## Work to be completed
What lines in the entries below contain the word "ValidationErrors"? Copy all of them.

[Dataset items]
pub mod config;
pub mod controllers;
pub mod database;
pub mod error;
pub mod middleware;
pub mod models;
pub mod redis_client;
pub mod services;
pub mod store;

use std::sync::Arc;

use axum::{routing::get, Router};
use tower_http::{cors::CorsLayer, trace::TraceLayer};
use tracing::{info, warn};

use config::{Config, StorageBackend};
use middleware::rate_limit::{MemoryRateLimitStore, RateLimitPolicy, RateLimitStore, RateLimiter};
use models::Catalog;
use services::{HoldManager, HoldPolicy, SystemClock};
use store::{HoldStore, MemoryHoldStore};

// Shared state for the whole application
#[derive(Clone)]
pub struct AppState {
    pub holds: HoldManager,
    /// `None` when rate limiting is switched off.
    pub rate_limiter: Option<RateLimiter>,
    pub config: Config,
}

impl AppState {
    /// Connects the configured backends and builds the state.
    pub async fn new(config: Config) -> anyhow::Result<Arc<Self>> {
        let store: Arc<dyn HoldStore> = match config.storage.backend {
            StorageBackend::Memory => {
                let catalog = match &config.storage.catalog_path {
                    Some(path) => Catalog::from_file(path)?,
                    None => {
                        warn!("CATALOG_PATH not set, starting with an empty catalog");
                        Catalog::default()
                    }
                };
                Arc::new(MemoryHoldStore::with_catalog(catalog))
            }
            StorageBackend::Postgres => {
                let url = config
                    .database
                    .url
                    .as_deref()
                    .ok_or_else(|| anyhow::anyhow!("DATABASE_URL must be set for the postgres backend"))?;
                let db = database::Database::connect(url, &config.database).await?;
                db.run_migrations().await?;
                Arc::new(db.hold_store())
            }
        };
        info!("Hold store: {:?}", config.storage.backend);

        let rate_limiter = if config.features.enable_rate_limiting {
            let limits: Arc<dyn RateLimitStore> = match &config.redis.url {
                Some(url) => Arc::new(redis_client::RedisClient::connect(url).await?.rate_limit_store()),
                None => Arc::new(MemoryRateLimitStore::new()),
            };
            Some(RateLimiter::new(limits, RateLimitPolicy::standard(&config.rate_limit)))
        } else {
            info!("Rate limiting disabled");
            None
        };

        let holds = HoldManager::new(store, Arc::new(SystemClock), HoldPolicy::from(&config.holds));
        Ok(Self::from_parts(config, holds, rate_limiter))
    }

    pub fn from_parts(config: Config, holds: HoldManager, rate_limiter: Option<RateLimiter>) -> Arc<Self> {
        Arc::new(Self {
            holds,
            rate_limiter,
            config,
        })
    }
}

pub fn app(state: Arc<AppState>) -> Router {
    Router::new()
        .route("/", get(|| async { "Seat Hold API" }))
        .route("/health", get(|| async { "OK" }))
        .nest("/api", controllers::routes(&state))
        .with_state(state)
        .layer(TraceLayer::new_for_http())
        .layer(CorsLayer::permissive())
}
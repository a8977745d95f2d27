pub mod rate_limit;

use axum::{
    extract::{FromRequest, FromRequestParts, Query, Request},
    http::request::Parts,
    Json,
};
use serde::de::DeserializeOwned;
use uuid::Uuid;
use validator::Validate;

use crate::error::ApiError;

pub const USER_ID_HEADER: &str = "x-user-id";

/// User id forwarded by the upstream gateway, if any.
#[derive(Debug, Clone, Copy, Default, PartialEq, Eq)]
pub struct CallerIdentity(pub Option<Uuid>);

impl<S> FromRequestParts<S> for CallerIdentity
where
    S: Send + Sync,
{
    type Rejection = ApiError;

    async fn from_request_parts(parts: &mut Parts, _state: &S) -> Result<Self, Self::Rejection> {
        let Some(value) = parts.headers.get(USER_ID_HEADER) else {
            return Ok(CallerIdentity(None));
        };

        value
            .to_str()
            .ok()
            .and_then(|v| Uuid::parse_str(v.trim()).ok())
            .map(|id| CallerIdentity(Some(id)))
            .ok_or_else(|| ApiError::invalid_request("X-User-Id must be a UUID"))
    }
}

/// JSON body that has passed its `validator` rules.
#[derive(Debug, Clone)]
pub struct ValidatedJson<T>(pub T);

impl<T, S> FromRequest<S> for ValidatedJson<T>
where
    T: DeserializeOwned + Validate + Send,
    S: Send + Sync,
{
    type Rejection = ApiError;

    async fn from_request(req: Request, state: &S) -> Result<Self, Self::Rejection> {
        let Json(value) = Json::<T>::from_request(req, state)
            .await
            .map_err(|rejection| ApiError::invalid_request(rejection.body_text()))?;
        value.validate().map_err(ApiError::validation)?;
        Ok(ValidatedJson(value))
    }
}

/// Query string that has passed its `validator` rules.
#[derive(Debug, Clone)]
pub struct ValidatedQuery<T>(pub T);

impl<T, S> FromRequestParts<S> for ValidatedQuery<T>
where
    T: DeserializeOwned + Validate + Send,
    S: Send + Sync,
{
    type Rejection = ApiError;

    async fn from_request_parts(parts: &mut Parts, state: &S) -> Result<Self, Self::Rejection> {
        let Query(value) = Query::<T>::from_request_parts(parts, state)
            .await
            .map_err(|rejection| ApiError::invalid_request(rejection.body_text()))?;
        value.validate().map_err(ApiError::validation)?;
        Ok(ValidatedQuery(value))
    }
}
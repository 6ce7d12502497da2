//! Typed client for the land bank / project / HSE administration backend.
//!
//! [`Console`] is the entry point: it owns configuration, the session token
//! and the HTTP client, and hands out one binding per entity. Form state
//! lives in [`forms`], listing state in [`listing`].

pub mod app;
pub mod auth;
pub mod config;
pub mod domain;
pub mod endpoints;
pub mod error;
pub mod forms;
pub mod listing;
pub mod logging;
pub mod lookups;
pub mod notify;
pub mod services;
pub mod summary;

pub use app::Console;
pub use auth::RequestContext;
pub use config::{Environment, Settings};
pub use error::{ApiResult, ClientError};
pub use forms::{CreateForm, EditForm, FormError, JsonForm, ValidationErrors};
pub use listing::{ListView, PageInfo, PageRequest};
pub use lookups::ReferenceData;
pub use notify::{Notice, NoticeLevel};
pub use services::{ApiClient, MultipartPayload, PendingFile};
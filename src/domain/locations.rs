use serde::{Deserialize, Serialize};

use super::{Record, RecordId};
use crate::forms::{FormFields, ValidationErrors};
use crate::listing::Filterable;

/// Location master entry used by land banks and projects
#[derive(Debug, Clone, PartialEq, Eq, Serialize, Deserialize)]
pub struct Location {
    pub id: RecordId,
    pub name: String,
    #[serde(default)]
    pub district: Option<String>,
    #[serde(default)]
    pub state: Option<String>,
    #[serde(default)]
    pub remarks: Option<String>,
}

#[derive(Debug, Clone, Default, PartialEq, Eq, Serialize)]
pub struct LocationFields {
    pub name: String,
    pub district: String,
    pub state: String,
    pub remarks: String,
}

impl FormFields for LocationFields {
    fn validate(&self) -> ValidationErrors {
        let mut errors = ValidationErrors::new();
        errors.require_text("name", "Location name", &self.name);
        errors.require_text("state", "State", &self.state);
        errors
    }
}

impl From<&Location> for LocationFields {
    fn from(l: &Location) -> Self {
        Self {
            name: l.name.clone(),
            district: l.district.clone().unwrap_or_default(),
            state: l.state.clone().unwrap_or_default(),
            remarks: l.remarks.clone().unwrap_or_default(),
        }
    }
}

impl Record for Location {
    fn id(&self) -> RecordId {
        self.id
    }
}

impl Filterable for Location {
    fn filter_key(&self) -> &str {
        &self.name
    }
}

## The answer
pub use forms::{CreateForm, EditForm, FormError, JsonForm, ValidationErrors};
use crate::forms::{FormFields, ValidationErrors};
    fn validate(&self) -> ValidationErrors {
        let mut errors = ValidationErrors::new();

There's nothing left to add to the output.